La candidatura testimonial luce completamente naturalizada, lo mismo que el nepotismo. Esta dinámica de ocupación simultánea y clánica de espacios y funciones públicos desde luego repercute en la calidad institucional, e incrementa la sospecha de uso partidista de las estructuras y presupuestos estatales.
¿Hay una casta?
Las dificultades crecientes para entrar en la arena política, ya sea por el establecimiento de barreras de sangre o económicas, como puede ser el costo elevado de una campaña electoral, o por ausencia de mecanismos de depuración, como la impunidad de la corrupción, ¿son suficientes para hablar de casta? Un ensayo estupendo del jurista español Juan Ferrando Badía, “Casta, estamento y clase social”, recuerda que la existencia o no de movilidad resulta determinante para ofrecer una respuesta.
“La casta es un sistema de estratificación cerrado: se ingresa a la casta por la puerta del nacimiento y se sale de ella por la de la muerte”, refiere el autor en el texto disponible en la web.
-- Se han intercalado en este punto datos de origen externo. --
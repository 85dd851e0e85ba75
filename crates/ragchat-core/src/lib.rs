//! Conversation lifecycle and port trait definitions for ragchat.
//!
//! This crate defines the "ports" (`KvStore`, `ChatBackend`) that the
//! infrastructure layer implements, and the logic that keeps the session
//! id, the transcript, and the remote service consistent. It depends only
//! on `ragchat-types` -- never on `ragchat-infra` or any database/IO crate.

pub mod chat;
pub mod client;
pub mod storage;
Y añade que siempre que el nacimiento determine el estatus; siempre que el color de la piel, el origen étnico, la religión o el “nombre” atribuyan automáticamente a alguien un cierto prestigio o privilegio especial, o unas desventajas sociales especiales, se estará en presencia del principio de casta.
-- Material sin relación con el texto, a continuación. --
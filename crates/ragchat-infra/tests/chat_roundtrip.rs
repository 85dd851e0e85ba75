//! End-to-end: controller over SQLite and HTTP against an in-process chat
//! service.

use std::collections::HashMap;
use std::path::Path;
use std::sync::{Arc, Mutex};

use axum::extract::State;
use axum::routing::post;
use axum::{Json, Router};
use serde_json::{json, Value};

use ragchat_core::chat::controller::{
    ChatController, ControllerSettings, SendOutcome, FALLBACK_REPLY,
};
use ragchat_infra::http::HttpChatClient;
use ragchat_infra::sqlite::kv::SqliteKvStore;
use ragchat_infra::sqlite::pool::DatabasePool;
use ragchat_types::message::Message;

/// Server-side chat histories keyed by session id.
#[derive(Clone, Default)]
struct FakeService {
    histories: Arc<Mutex<HashMap<String, Vec<String>>>>,
    resets: Arc<Mutex<Vec<String>>>,
}

async fn chat(State(svc): State<FakeService>, Json(body): Json<Value>) -> Json<Value> {
    let query = body["query"].as_str().unwrap_or_default().to_string();
    let session = body["session_id"].as_str().unwrap_or_default().to_string();

    let mut histories = svc.histories.lock().unwrap();
    let history = histories.entry(session).or_default();
    history.push(query.clone());
    Json(json!({ "answer": format!("answer #{} to {query}", history.len()) }))
}

async fn reset(State(svc): State<FakeService>, Json(body): Json<Value>) -> Json<Value> {
    let session = body["session_id"].as_str().unwrap_or_default().to_string();
    svc.histories.lock().unwrap().remove(&session);
    svc.resets.lock().unwrap().push(session);
    Json(json!({ "message": "Session reset successfully" }))
}

async fn serve(svc: FakeService) -> String {
    let router = Router::new()
        .route("/chat", post(chat))
        .route("/reset-session", post(reset))
        .with_state(svc);
    let listener = tokio::net::TcpListener::bind("127.0.0.1:0").await.unwrap();
    let addr = listener.local_addr().unwrap();
    tokio::spawn(async move {
        axum::serve(listener, router).await.unwrap();
    });
    format!("http://{addr}")
}

async fn controller(
    data_dir: &Path,
    base_url: &str,
) -> ChatController<SqliteKvStore, HttpChatClient> {
    let pool = DatabasePool::open_in(data_dir).await.unwrap();
    let store = SqliteKvStore::new(pool, "default");
    let backend = HttpChatClient::new(base_url, None).unwrap();
    ChatController::open(store, backend, ControllerSettings::default())
        .await
        .unwrap()
}

#[tokio::test]
async fn transcript_and_session_survive_restart() {
    let dir = tempfile::tempdir().unwrap();
    let svc = FakeService::default();
    let base = serve(svc.clone()).await;

    let first = controller(dir.path(), &base).await;
    let session = first.session_id().await.unwrap();
    first.send("hello").await.unwrap();
    first.send("and again").await.unwrap();
    drop(first);

    let second = controller(dir.path(), &base).await;
    assert_eq!(second.session_id().await.unwrap(), session);
    assert_eq!(
        second.transcript().await,
        vec![
            Message::user("hello"),
            Message::bot("answer #1 to hello"),
            Message::user("and again"),
            Message::bot("answer #2 to and again"),
        ]
    );

    let histories = svc.histories.lock().unwrap();
    assert_eq!(histories[session.as_str()], vec!["hello", "and again"]);
}

#[tokio::test]
async fn reset_starts_a_fresh_server_conversation() {
    let dir = tempfile::tempdir().unwrap();
    let svc = FakeService::default();
    let base = serve(svc.clone()).await;

    let chat = controller(dir.path(), &base).await;
    chat.send("hello").await.unwrap();
    let old = chat.session_id().await.unwrap();

    let report = chat.reset().await.unwrap();
    assert!(report.acknowledged());
    assert_eq!(svc.resets.lock().unwrap().as_slice(), [old.to_string()]);

    let outcome = chat.send("hello").await.unwrap();
    let SendOutcome::Completed(exchange) = outcome else {
        panic!("expected a completed exchange");
    };
    assert_eq!(exchange.session_id, report.current);
    assert_eq!(exchange.reply, Message::bot("answer #1 to hello"));
    drop(chat);

    let reopened = controller(dir.path(), &base).await;
    assert_eq!(reopened.session_id().await.unwrap(), report.current);
    assert_eq!(reopened.transcript().await.len(), 2);
}

#[tokio::test]
async fn unreachable_service_falls_back_and_still_resets() {
    let dir = tempfile::tempdir().unwrap();
    let listener = tokio::net::TcpListener::bind("127.0.0.1:0").await.unwrap();
    let base = format!("http://{}", listener.local_addr().unwrap());
    drop(listener);

    let chat = controller(dir.path(), &base).await;
    chat.send("hello").await.unwrap();
    assert_eq!(
        chat.transcript().await,
        vec![Message::user("hello"), Message::bot(FALLBACK_REPLY)]
    );

    let old = chat.session_id().await.unwrap();
    let report = chat.reset().await.unwrap();
    assert!(!report.acknowledged());
    assert_ne!(report.current, old);
    assert!(chat.transcript().await.is_empty());
}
Sin caer en extremos como el de las castas de la India o de la organización social de la Europa medieval, el jurista observa que el concepto puede, hasta cierto punto y en diferente medida, ser aplicado a cualquier sociedad normalmente constituida, incluso las occidentales.
La casta se desintegra cuanto mayor es la igualdad de oportunidades y más limpia la competencia. El sistema electoral argentino exhibe grandes espacios para mejorar y crecer en el sentido de ampliar la participación y los controles, y de transparentar la contienda política, según coinciden las investigaciones en este campo, pero todavía admite ciertos movimientos y renovaciones que permiten poner en cuestión el orden político establecido sin acudir a la violencia. Pero eso no quiere decir que la dirigencia no esté cada vez más replegada sobre sí misma, ni que no busque permanecer vigente o expandirse a costa de abusos, de degradaciones y de escamotear aún más la escueta rendición de cuentas.
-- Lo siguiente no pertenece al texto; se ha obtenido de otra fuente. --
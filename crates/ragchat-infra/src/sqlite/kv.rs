//! SQLite key-value store implementation.
//!
//! Implements `KvStore` from `ragchat-core` on the `kv_store` table. Every
//! row belongs to a scope (the profile name), so two profiles sharing one
//! database file never see each other's entries.

use chrono::Utc;
use ragchat_core::storage::kv_store::{KvOp, KvStore};
use ragchat_types::error::RepositoryError;
use sqlx::Row;

use super::pool::DatabasePool;

/// SQLite-backed implementation of `KvStore`, bound to one scope.
#[derive(Clone)]
pub struct SqliteKvStore {
    pool: DatabasePool,
    scope: String,
}

impl SqliteKvStore {
    pub fn new(pool: DatabasePool, scope: impl Into<String>) -> Self {
        Self {
            pool,
            scope: scope.into(),
        }
    }

    pub fn scope(&self) -> &str {
        &self.scope
    }
}

fn map_sqlx_error(e: sqlx::Error) -> RepositoryError {
    match e {
        sqlx::Error::PoolTimedOut | sqlx::Error::PoolClosed | sqlx::Error::Io(_) => {
            RepositoryError::Connection
        }
        other => RepositoryError::Query(other.to_string()),
    }
}

const UPSERT: &str = r#"INSERT INTO kv_store (scope, key, value, created_at, updated_at)
   VALUES (?, ?, ?, ?, ?)
   ON CONFLICT (scope, key) DO UPDATE
   SET value = excluded.value, updated_at = excluded.updated_at"#;

const DELETE: &str = "DELETE FROM kv_store WHERE scope = ? AND key = ?";

impl KvStore for SqliteKvStore {
    async fn get(&self, key: &str) -> Result<Option<String>, RepositoryError> {
        let row = sqlx::query("SELECT value FROM kv_store WHERE scope = ? AND key = ?")
            .bind(&self.scope)
            .bind(key)
            .fetch_optional(&self.pool.reader)
            .await
            .map_err(map_sqlx_error)?;

        row.map(|row| row.try_get::<String, _>("value"))
            .transpose()
            .map_err(map_sqlx_error)
    }

    async fn set(&self, key: &str, value: &str) -> Result<(), RepositoryError> {
        let now = Utc::now().to_rfc3339();

        sqlx::query(UPSERT)
            .bind(&self.scope)
            .bind(key)
            .bind(value)
            .bind(&now)
            .bind(&now)
            .execute(&self.pool.writer)
            .await
            .map_err(map_sqlx_error)?;

        Ok(())
    }

    async fn delete(&self, key: &str) -> Result<(), RepositoryError> {
        sqlx::query(DELETE)
            .bind(&self.scope)
            .bind(key)
            .execute(&self.pool.writer)
            .await
            .map_err(map_sqlx_error)?;

        Ok(())
    }

    async fn list_keys(&self) -> Result<Vec<String>, RepositoryError> {
        let rows = sqlx::query("SELECT key FROM kv_store WHERE scope = ? ORDER BY key")
            .bind(&self.scope)
            .fetch_all(&self.pool.reader)
            .await
            .map_err(map_sqlx_error)?;

        rows.iter()
            .map(|row| row.try_get::<String, _>("key"))
            .collect::<Result<Vec<_>, _>>()
            .map_err(map_sqlx_error)
    }

    async fn commit(&self, ops: Vec<KvOp>) -> Result<(), RepositoryError> {
        let now = Utc::now().to_rfc3339();
        let mut tx = self.pool.writer.begin().await.map_err(map_sqlx_error)?;

        for op in &ops {
            match op {
                KvOp::Set { key, value } => {
                    sqlx::query(UPSERT)
                        .bind(&self.scope)
                        .bind(key)
                        .bind(value)
                        .bind(&now)
                        .bind(&now)
                        .execute(&mut *tx)
                        .await
                        .map_err(map_sqlx_error)?;
                }
                KvOp::Delete { key } => {
                    sqlx::query(DELETE)
                        .bind(&self.scope)
                        .bind(key)
                        .execute(&mut *tx)
                        .await
                        .map_err(map_sqlx_error)?;
                }
            }
        }

        tx.commit().await.map_err(map_sqlx_error)?;
        tracing::debug!(scope = %self.scope, ops = ops.len(), "Committed kv batch");
        Ok(())
    }
}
La falta de solución para los problemas económicos de larga data, y el incremento de la pobreza y de la criminalidad tensionan a un electorado que se ha desilusionado demasiadas veces, y que ahora enfrenta, además, el riesgo de que echar a los dirigentes conocidos, como propone Milei, implique quedar a expensas de autoridades “antipolíticas” todavía menos escrupulosas y preparadas de la misma escuela de improvisados que catapultó a Jair Bolsonaro y a Donald Trump.
En 2001 hubo un clamor y un mandato popular de reforma de la política: si aquella ocurrió, se quedó a medias o se agotó. Dos décadas después de aquel estallido han regresado ciertas reminiscencias del desencanto y desasosiego generalizados, incluida la imagen del aeropuerto internacional de Ezeiza como horizonte de posibilidades, en especial para los jóvenes que heredaron las frustraciones de sus padres y pretenden “no repetir la historia”. Un interrogante es cómo impactará en el voto este malestar con los dirigentes reflejado en las encuestas que miden opiniones y estados de ánimo. La otra pregunta es qué pasará con esta insatisfacción después de las elecciones, y si habrá líderes dispuestos a asumir las críticas, y a propiciar acuerdos de bien común y republicanismo que devuelvan el prestigio y la credibilidad a la política.